RevolutiOnline.edu

There was a star-studded round table session at the World Economic Forum at Davos last week entitled ‘RevolutiOnline.edu: Online Education Changing the World’. The session was moderated by Thomas Friedman, and the speakers included Larry Summers (former Harvard President), Bill Gates, Peter Theil (Founder’s Fund), Rafael Reif (MIT President), Sebastian Thrun (Udacity), Daphne Koller (Coursera), and a 12-year-old Pakistani girl who has been taking MOOCs.

The video recording runs for 68 minutes which is longer than the average attention span these days, but it is pretty compelling viewing.

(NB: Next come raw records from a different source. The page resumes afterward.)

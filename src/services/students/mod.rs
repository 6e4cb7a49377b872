pub mod assign;
pub mod export;
pub mod manage;
pub mod query;

use actix_web::{HttpRequest, HttpResponse, Result as ActixResult};
use std::sync::Arc;
use tracing::error;

use crate::models::common::ClassLevel;
use crate::models::students::requests::{
    AssignTeacherRequest, CreateStudentRequest, ExportParams, StudentListParams,
    UpdateStudentRequest,
};
use crate::models::{ApiResponse, ErrorCode};
use crate::storage::Storage;

pub struct StudentService {
    storage: Option<Arc<dyn Storage>>,
}

impl StudentService {
    pub fn new_lazy() -> Self {
        Self { storage: None }
    }

    pub(crate) fn get_storage(&self, request: &HttpRequest) -> ActixResult<Arc<dyn Storage>> {
        match &self.storage {
            Some(storage) => Ok(storage.clone()),
            None => super::storage_from_request(request),
        }
    }

    pub async fn list_students(
        &self,
        query: StudentListParams,
        request: &HttpRequest,
    ) -> ActixResult<HttpResponse> {
        query::list_students(self, query, request).await
    }

    pub async fn get_student(
        &self,
        student_id: i64,
        request: &HttpRequest,
    ) -> ActixResult<HttpResponse> {
        query::get_student(self, student_id, request).await
    }

    pub async fn create_student(
        &self,
        student_data: CreateStudentRequest,
        request: &HttpRequest,
    ) -> ActixResult<HttpResponse> {
        manage::create_student(self, student_data, request).await
    }

    pub async fn update_student(
        &self,
        student_id: i64,
        update_data: UpdateStudentRequest,
        request: &HttpRequest,
    ) -> ActixResult<HttpResponse> {
        manage::update_student(self, student_id, update_data, request).await
    }

    pub async fn delete_student(
        &self,
        student_id: i64,
        request: &HttpRequest,
    ) -> ActixResult<HttpResponse> {
        manage::delete_student(self, student_id, request).await
    }

    // 单个学生修改负责教师
    pub async fn assign_teacher(
        &self,
        student_id: i64,
        body: AssignTeacherRequest,
        request: &HttpRequest,
    ) -> ActixResult<HttpResponse> {
        assign::assign_teacher(self, student_id, body, request).await
    }

    // 导出学生名册
    pub async fn export_students(
        &self,
        params: ExportParams,
        request: &HttpRequest,
    ) -> ActixResult<HttpResponse> {
        export::export_students(self, params, request).await
    }
}

/// 检查教师存在且可带该班级，失败时返回对应响应
pub(crate) async fn check_teacher_for_level(
    storage: &dyn Storage,
    teacher_id: i64,
    level: ClassLevel,
) -> Option<HttpResponse> {
    match storage.get_teacher_by_id(teacher_id).await {
        Ok(Some(teacher)) if teacher.can_take(level) => None,
        Ok(Some(teacher)) => Some(HttpResponse::UnprocessableEntity().json(
            ApiResponse::error_empty(
                ErrorCode::AssignmentIneligible,
                format!(
                    "Teacher {} is not eligible for class level {}",
                    teacher.id, level
                ),
            ),
        )),
        Ok(None) => Some(HttpResponse::NotFound().json(ApiResponse::error_empty(
            ErrorCode::TeacherNotFound,
            "Teacher not found",
        ))),
        Err(e) => {
            error!("Failed to look up teacher {}: {}", teacher_id, e);
            Some(
                HttpResponse::InternalServerError().json(ApiResponse::error_empty(
                    ErrorCode::InternalServerError,
                    "Failed to look up teacher",
                )),
            )
        }
    }
}

pub(crate) fn student_not_found() -> HttpResponse {
    HttpResponse::NotFound().json(ApiResponse::error_empty(
        ErrorCode::StudentNotFound,
        "Student not found",
    ))
}
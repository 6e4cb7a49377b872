pub use sea_orm_migration::prelude::*;

mod m20250301_000001_create_tables;
mod m20250308_000001_create_records;

pub struct Migrator;

#[async_trait::async_trait]
impl MigratorTrait for Migrator {
    fn migrations() -> Vec<Box<dyn MigrationTrait>> {
        vec![
            Box::new(m20250301_000001_create_tables::Migration),
            Box::new(m20250308_000001_create_records::Migration),
        ]
    }
}
pub mod shutdown;
pub mod startup;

Highlights for me included:

  • the whole of Friedman’s interview with 12-year old Khadijah Niazi, which illustrated quite vividly how revolutionary and far-reaching the open education movement can be (the first 15 minutes or so);
  • the Larry Summer’s quote (borrowed from Rudi Dornbusch) that “things take longer to happen than you think they will, and then they happen faster than you think they could” (applied to online learning) (24:30);
  • the comments from Peter Theil about why students are not getting value for money in education and how this is serving to drive the disruption in the higher education space (from 30:33 to 35:00); and
  • the remarks made by Bill Gates about peer-to-peer interaction and why online learning is working now when it hasn’t in the past (40:50), and the question of the ‘credential’ (41:45 to 42:05) and how, in the past, it was where you went and how long you spent there, compared with now where it is about proof you have the knowledge, independent of how you acquired it.

The comments made by Theil and Gates have consequences for all universities. Put simply, the economics of higher education has changed, and as a recent  Moody’s report highlights, not even the Ivy League is safe. The business model has to change, and those that refuse (or are slow) to change may find themselves out of business.

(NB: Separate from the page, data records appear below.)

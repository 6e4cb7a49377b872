//! 师生分配核对
//!
//! 批量编辑"学生 → 负责教师"映射，并只把有变化的条目写回存储：
//!
//! - [`EligibilityIndex`]：教师可任教班级的索引，O(1) 判断能否带某班学生
//! - [`AssignmentStore`]：编辑期间的拟定映射，边界处校验班级资格
//! - [`compute_diff`]：对比初始映射与拟定映射，得到最小变更集
//! - [`Persister`]：逐条顺序写回，单条失败不影响后续条目
//! - [`AssignmentSession`]：把以上组件串成 `Loaded → Editing → Saving → Saved*` 的编辑会话

pub mod backend;
pub mod diff;
pub mod eligibility;
pub mod persister;
pub mod session;
pub mod store;

pub use backend::{StorageAssignmentBackend, load_snapshot};
pub use diff::compute_diff;
pub use eligibility::EligibilityIndex;
pub use persister::{AssignmentBackend, ItemOutcome, ItemResult, PersistReport, Persister};
pub use session::{AssignmentSession, AssignmentSnapshot, SessionState};
pub use store::AssignmentStore;

use serde::Serialize;
use std::collections::BTreeMap;
use std::fmt;
use ts_rs::TS;

use crate::models::common::ClassLevel;

pub type StudentId = i64;
pub type TeacherId = i64;

/// 学生 → 教师（None 为未分配），按学生 ID 升序
pub type AssignmentMap = BTreeMap<StudentId, Option<TeacherId>>;

/// 一条待写回的分配变更
#[derive(Debug, Clone, Copy, PartialEq, Eq, Serialize, TS)]
#[ts(export, export_to = "../frontend/src/types/generated/assignment.ts")]
pub struct AssignmentChange {
    pub student_id: StudentId,
    pub teacher_id: Option<TeacherId>,
}

/// 分配被拒绝的原因
#[derive(Debug, Clone, PartialEq, Eq, Serialize, TS)]
#[serde(tag = "kind", rename_all = "snake_case")]
#[ts(export, export_to = "../frontend/src/types/generated/assignment.ts")]
pub enum AssignmentRejection {
    NotInitialized,
    AlreadyInitialized,
    UnknownStudent {
        student_id: StudentId,
    },
    Ineligible {
        student_id: StudentId,
        teacher_id: TeacherId,
        class_level: ClassLevel,
    },
    InvalidState {
        state: SessionState,
    },
}

impl fmt::Display for AssignmentRejection {
    fn fmt(&self, f: &mut fmt::Formatter<'_>) -> fmt::Result {
        match self {
            AssignmentRejection::NotInitialized => write!(f, "assignment store is not initialized"),
            AssignmentRejection::AlreadyInitialized => {
                write!(f, "assignment store is already initialized")
            }
            AssignmentRejection::UnknownStudent { student_id } => {
                write!(f, "student {student_id} is not part of this session")
            }
            AssignmentRejection::Ineligible {
                student_id,
                teacher_id,
                class_level,
            } => write!(
                f,
                "teacher {teacher_id} cannot take student {student_id} in class level {class_level}"
            ),
            AssignmentRejection::InvalidState { state } => {
                write!(f, "operation not allowed in session state {state:?}")
            }
        }
    }
}

impl std::error::Error for AssignmentRejection {}

/// 会话开始前加载快照失败
#[derive(Debug)]
pub enum AssignmentError {
    Load(String),
}

impl fmt::Display for AssignmentError {
    fn fmt(&self, f: &mut fmt::Formatter<'_>) -> fmt::Result {
        match self {
            AssignmentError::Load(reason) => write!(f, "failed to load assignment snapshot: {reason}"),
        }
    }
}

impl std::error::Error for AssignmentError {}

impl From<AssignmentError> for crate::errors::PreschoolError {
    fn from(err: AssignmentError) -> Self {
        crate::errors::PreschoolError::assignment(err.to_string())
    }
}

#[cfg(test)]
pub(crate) mod fixtures {
    use std::collections::BTreeSet;

    use crate::models::common::ClassLevel;
    use crate::models::students::entities::{LearningAbility, Student, WritingSpeed};
    use crate::models::teachers::entities::Teacher;

    pub fn teacher(id: i64, levels: &[ClassLevel]) -> Teacher {
        Teacher {
            id,
            name: format!("Teacher {id}"),
            email: None,
            phone: None,
            class_levels: levels.iter().copied().collect::<BTreeSet<_>>(),
            user_id: None,
            created_at: chrono::Utc::now(),
            updated_at: chrono::Utc::now(),
        }
    }

    pub fn student(id: i64, level: ClassLevel, teacher_id: Option<i64>) -> Student {
        Student {
            id,
            name: format!("Student {id}"),
            age: 4,
            class_level: level,
            learning_ability: LearningAbility::Average,
            writing_speed: WritingSpeed::Average,
            photo_url: None,
            teacher_id,
            created_at: chrono::Utc::now(),
            updated_at: chrono::Utc::now(),
        }
    }
}
use serde::{Deserialize, Serialize};
use std::time::Duration;

use crate::config::AiConfig;
use crate::errors::{PreschoolError, Result};
use crate::models::suggestions::requests::ActivitySuggestionRequest;

#[derive(Debug, Serialize)]
struct ChatMessage<'a> {
    role: &'a str,
    content: &'a str,
}

#[derive(Debug, Serialize)]
struct ChatRequest<'a> {
    model: &'a str,
    messages: Vec<ChatMessage<'a>>,
    temperature: f32,
}

#[derive(Debug, Deserialize)]
struct ChatResponse {
    choices: Vec<ChatChoice>,
}

#[derive(Debug, Deserialize)]
struct ChatChoice {
    message: ChatReply,
}

#[derive(Debug, Deserialize)]
struct ChatReply {
    #[serde(default)]
    content: String,
}

const SYSTEM_PROMPT: &str = "You are an experienced pre-primary teacher. \
Reply with short classroom activities, one per line, without numbering or commentary.";

pub fn build_prompt(req: &ActivitySuggestionRequest, count: usize) -> String {
    let ability = req
        .learning_ability
        .map(|a| format!(" The children are {a} learners."))
        .unwrap_or_default();
    format!(
        "Suggest {count} activities for the {} class focusing on {}.{ability} \
         Give one activity per line.",
        req.class_level,
        req.area.as_str().replace('_', " ")
    )
}

/// 去掉列表符号、编号和空行，最多保留 count 条
pub fn parse_activities(reply: &str, count: usize) -> Vec<String> {
    reply
        .lines()
        .map(|line| {
            let line = line.trim();
            let line = line.trim_start_matches(['-', '*', '•']).trim_start();
            let digits = line.chars().take_while(char::is_ascii_digit).count();
            let rest = &line[digits..];
            if digits > 0 && (rest.starts_with('.') || rest.starts_with(')')) {
                rest[1..].trim().to_string()
            } else {
                line.to_string()
            }
        })
        .filter(|line| !line.is_empty())
        .take(count)
        .collect()
}

/// chat-completions 客户端，连接池随实例复用
pub struct CompletionClient {
    http_client: reqwest::Client,
    config: AiConfig,
}

impl CompletionClient {
    pub fn new(config: &AiConfig) -> Result<Self> {
        let http_client = reqwest::Client::builder()
            .user_agent(concat!(env!("CARGO_PKG_NAME"), "/", env!("CARGO_PKG_VERSION")))
            .timeout(Duration::from_secs(config.timeout_secs))
            .build()
            .map_err(|e| PreschoolError::upstream(format!("Failed to build HTTP client: {e}")))?;

        Ok(Self {
            http_client,
            config: config.clone(),
        })
    }

    pub fn model(&self) -> &str {
        &self.config.model
    }

    pub async fn complete(&self, prompt: &str) -> Result<String> {
        let body = ChatRequest {
            model: &self.config.model,
            messages: vec![
                ChatMessage {
                    role: "system",
                    content: SYSTEM_PROMPT,
                },
                ChatMessage {
                    role: "user",
                    content: prompt,
                },
            ],
            temperature: 0.7,
        };

        let response = self
            .http_client
            .post(&self.config.endpoint)
            .bearer_auth(&self.config.api_key)
            .json(&body)
            .send()
            .await
            .map_err(|e| PreschoolError::upstream(format!("Request failed: {e}")))?;

        let status = response.status();
        if !status.is_success() {
            return Err(PreschoolError::upstream(format!(
                "Suggestion service returned HTTP {status}"
            )));
        }

        let parsed: ChatResponse = response
            .json()
            .await
            .map_err(|e| PreschoolError::upstream(format!("Malformed reply: {e}")))?;

        parsed
            .choices
            .into_iter()
            .next()
            .map(|choice| choice.message.content)
            .ok_or_else(|| PreschoolError::upstream("Reply contained no choices"))
    }
}

#[cfg(test)]
mod tests {
    use super::*;
    use crate::models::common::ClassLevel;
    use crate::models::progress::entities::ProgressArea;
    use crate::models::students::entities::LearningAbility;

    #[test]
    fn test_parse_strips_bullets_and_numbers() {
        let reply = "1. Leaf rubbing\n\n- Bead threading\n* Clay snakes\n3) Sand tray tracing\n  • Puzzle pairs  \n";
        assert_eq!(
            parse_activities(reply, 10),
            vec![
                "Leaf rubbing",
                "Bead threading",
                "Clay snakes",
                "Sand tray tracing",
                "Puzzle pairs"
            ]
        );
    }

    #[test]
    fn test_parse_caps_count_and_keeps_plain_numbers() {
        let reply = "10 green bottles song\nCounting beans\nShape hunt";
        assert_eq!(
            parse_activities(reply, 2),
            vec!["10 green bottles song", "Counting beans"]
        );
    }

    #[test]
    fn test_prompt_mentions_level_and_area() {
        let req = ActivitySuggestionRequest {
            class_level: ClassLevel::Ukg,
            area: ProgressArea::MotorSkills,
            learning_ability: Some(LearningAbility::Slow),
            count: None,
        };
        let prompt = build_prompt(&req, req.effective_count());
        assert!(prompt.starts_with("Suggest 5 activities for the ukg class focusing on motor skills."));
        assert!(prompt.contains("slow learners"));
    }

    #[test]
    fn test_client_keeps_config() {
        let config = AiConfig {
            endpoint: "http://127.0.0.1:9/v1/chat/completions".to_string(),
            api_key: "key".to_string(),
            model: "local-model".to_string(),
            timeout_secs: 3,
        };
        let client = CompletionClient::new(&config).unwrap();
        assert_eq!(client.model(), "local-model");
    }
}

Universities and the Brave New Academic World


Image source: telegraph.co.uk

An article published in the UK Sunday Times at the weekend and republished in The Australian yesterday adds another name to the growing band of influential figures seriously challenging the notion of university education — at least as it is currently structured. This time it is Larry Summers, former President of Harvard University, and erstwhile colleague of that other Harvard academic, Clayton Christensen, who has also set the cat amongst the pigeons with his most recent book, The Innovative University.

According to Summers, the explosion of knowledge, and our ability to access it through computers, demands change in the way universities operate. Furthermore, most companies look nothing like they did 50 years ago, yet undergraduate education looks much as it did in the middle of the 20th century. He also argues that:

Universities are going to have to be increasingly about pinpointing principles, ways of thinking, common values and common aspects of experience rather than trying to teach all there is to know because no one can know all there is to know.

This sounds to me like an argument for getting students to analyse rather than memorise, which may not appear a big deal except that it would mean a fundamental shift in the curriculum, pedagogy and assessment practices of a great many tertiary educational institutions around the world.

The image above is a common sight in universities everywhere. It does not resemble any real world setting where a graduate might be expected to apply their newly acquired knowledge and analytical skills. They are also using pens and paper which, while quaint, is not very 21st century.